Now a new study of the Deccan Traps has shown that at least a major part
of the total eruption occurred over a much shorter period of time than
hitherto thought possible - perhaps less than 30 000 years - which would
have caused sudden and dramatic changes to the climate, affecting all
life on Earth.

Anne-Lise Chenet of the Institut de Physique du Globe de Paris and her
geophysicist colleague, Vincent Courtillot, analysed the magnetic
signatures of the rock stored in cores that they had drilled through the
lava flows.

This magnetic data shows just how rapidly the lava formed.

"Our working hypothesis is that the majority of the total volume of lava
might have been erupted in only a few major events spread over only a
small fraction of millennia," Chenet said.

The scientists have calculated that at least 660m of lava were deposited
in 30 000 years, which would have released enough sulphur gases in a
relatively short period of geological history to alter the global
climate dramatically, as well as poisoning the seas with acid.

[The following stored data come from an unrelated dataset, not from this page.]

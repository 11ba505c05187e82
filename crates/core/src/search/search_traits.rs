use async_trait::async_trait;
use chrono::{DateTime, Utc};

use super::search_model::SearchCacheEntry;
use crate::errors::Result;

/// Storage interface for cached search results, keyed by normalized query.
#[async_trait]
pub trait SearchCacheStore: Send + Sync {
    /// Returns `None` when no row exists or when `expires_at <= now`.
    async fn get_search(&self, query: &str, now: DateTime<Utc>) -> Result<Option<SearchCacheEntry>>;

    async fn set_search(&self, entry: SearchCacheEntry) -> Result<()>;

    async fn purge_expired_searches(&self, now: DateTime<Utc>) -> Result<usize>;

    async fn count_valid_searches(&self, now: DateTime<Utc>) -> Result<u64>;
}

Furthermore, the scientists have also found evidence that the Deccan
Traps were in the midst of erupting when the giant asteroid crashed into
what is now Chicxulub in Mexico's Yucatan peninsula.

The signature of the asteroid collision - iridium deposits from the
meteorite found buried in 65 million-year-old sediments around the world
- are also present within the lava cores of the Deccan Traps.

This proves that the collision occurred during the eruptions - a
spectacular and almost unprecedented double whammy for life on Earth.

Mike Widdowson, a volcanologist from the Open University in Milton
Keynes, who has worked with the French team, said it now seemed that the
demise of the dinosaurs may have begun with global climate change
brought about by the volcanic eruptions and ended with the Chicxulub
asteroid.

"The Deccan eruptions pre-conditioned the global environment toward a
catastrophic tipping point before the Chicxulub impact occurred.
Chicxulub was the coup de grace," Widdowson said.

The findings also fit the findings of palaeontologists who have shown
from studying the bones of dinosaurs that many species were in demise
thousands of years before the Chicxulub impact.

"Palaeontologists say the decline in the dinosaurs began long before the
Chicxulub impact.

"We would argue that they were being poisoned due to the Deccan Traps,"
Dr Widdowson said.

It was not just the dinosaurs that went extinct 65 million years ago.
Scientists estimate that between 80 and 90 percent of marine species
died out and about 85 percent of land species, with all land animals
larger than about 22,5kg being wiped away.